WHAT NEEDS TO BE DONE: Determine how many lines in the records hold the word "Point". Return the number alone.

DATA:
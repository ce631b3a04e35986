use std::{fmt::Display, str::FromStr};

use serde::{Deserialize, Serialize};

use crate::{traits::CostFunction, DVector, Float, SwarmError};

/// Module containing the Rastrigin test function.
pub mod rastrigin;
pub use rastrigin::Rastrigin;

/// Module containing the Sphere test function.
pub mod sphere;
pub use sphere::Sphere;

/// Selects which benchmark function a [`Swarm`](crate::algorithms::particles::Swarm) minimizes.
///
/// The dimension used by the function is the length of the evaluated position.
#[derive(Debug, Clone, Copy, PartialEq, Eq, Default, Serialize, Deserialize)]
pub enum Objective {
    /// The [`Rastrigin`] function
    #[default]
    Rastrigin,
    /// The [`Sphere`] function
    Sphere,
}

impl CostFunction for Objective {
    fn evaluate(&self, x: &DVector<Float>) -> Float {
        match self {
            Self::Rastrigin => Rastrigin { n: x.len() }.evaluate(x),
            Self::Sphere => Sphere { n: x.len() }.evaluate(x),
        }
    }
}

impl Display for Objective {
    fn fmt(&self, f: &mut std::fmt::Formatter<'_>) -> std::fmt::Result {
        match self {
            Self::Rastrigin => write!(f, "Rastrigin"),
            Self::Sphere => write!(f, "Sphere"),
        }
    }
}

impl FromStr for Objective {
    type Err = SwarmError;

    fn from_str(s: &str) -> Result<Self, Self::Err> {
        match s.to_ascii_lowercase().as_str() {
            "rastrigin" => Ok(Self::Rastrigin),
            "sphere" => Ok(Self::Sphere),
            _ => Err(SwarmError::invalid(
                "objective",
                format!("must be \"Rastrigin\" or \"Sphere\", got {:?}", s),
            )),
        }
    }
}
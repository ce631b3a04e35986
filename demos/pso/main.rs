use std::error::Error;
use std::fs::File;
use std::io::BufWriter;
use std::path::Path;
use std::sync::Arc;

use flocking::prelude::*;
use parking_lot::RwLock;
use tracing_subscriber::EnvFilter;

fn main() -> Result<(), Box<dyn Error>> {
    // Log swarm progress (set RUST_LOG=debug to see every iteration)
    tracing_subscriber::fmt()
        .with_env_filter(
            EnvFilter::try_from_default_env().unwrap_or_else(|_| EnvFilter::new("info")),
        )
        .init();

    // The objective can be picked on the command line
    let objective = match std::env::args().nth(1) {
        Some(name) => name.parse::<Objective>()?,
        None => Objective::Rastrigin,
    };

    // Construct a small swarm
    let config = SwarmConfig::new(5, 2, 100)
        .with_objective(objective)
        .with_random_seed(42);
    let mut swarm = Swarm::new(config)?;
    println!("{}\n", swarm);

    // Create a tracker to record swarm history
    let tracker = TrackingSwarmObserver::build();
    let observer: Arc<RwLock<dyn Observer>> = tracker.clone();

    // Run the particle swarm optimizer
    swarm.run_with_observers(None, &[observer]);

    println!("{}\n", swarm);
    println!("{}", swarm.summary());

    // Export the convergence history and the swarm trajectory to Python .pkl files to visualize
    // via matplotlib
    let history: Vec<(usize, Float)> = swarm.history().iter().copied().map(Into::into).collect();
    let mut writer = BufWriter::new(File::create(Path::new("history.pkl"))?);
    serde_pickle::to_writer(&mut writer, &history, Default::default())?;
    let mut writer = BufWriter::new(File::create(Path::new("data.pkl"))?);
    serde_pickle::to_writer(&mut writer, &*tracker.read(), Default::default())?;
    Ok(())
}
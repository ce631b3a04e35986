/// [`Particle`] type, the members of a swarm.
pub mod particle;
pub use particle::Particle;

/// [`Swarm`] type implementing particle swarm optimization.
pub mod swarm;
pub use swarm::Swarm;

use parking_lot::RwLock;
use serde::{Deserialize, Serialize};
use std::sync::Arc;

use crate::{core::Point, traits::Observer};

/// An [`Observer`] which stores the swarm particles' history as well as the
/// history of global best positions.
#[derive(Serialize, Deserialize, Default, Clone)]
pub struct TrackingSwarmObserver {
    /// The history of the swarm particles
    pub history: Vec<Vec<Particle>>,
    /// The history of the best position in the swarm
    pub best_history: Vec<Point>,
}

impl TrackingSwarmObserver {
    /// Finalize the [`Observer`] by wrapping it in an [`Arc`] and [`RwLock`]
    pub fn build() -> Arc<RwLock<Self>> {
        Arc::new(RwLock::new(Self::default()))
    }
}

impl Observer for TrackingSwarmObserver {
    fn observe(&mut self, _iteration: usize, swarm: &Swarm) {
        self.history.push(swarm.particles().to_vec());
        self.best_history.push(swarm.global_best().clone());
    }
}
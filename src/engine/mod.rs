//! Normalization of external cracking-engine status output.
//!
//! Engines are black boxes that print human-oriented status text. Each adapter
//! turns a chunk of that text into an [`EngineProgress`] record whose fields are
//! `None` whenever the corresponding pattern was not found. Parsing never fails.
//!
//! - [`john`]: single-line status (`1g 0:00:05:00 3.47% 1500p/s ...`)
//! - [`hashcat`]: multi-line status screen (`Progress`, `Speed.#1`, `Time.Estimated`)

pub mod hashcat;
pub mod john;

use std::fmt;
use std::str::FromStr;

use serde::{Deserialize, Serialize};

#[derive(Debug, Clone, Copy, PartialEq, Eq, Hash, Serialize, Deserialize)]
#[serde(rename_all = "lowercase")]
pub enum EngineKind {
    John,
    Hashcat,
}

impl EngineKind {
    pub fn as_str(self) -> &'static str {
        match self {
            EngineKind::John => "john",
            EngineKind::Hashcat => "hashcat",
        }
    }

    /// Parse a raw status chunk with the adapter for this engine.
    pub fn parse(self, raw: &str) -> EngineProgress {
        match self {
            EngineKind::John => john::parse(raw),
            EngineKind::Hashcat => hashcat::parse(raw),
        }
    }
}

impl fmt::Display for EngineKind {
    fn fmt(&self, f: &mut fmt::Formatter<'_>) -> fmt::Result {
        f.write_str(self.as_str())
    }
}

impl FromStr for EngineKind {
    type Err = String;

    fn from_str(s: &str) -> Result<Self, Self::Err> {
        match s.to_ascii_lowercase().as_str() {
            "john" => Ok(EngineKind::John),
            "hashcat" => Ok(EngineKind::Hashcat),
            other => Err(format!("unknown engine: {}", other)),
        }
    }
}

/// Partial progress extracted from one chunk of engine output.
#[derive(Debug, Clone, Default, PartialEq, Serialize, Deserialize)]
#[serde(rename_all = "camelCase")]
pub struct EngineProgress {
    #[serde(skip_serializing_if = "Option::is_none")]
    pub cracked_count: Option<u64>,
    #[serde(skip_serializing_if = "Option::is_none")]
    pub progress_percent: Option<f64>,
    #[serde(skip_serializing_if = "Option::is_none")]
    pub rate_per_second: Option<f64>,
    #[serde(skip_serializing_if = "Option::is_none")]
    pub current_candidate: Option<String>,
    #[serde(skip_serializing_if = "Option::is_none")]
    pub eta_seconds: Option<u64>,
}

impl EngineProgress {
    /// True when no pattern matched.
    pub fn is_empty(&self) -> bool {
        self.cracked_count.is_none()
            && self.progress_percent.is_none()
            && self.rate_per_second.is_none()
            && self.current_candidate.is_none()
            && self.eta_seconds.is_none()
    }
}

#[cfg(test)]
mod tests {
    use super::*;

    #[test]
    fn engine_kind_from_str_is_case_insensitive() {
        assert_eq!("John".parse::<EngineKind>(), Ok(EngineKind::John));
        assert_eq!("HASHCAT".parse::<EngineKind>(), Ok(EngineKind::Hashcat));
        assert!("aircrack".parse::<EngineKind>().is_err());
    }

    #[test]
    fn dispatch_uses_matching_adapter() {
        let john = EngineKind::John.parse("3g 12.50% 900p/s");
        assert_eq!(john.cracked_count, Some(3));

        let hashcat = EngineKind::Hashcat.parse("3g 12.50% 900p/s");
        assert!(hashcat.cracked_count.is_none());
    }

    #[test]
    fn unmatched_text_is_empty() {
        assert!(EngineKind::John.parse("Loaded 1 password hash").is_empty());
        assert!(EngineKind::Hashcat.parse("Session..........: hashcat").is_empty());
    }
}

SOLUTION TO THE PROBLEM: 2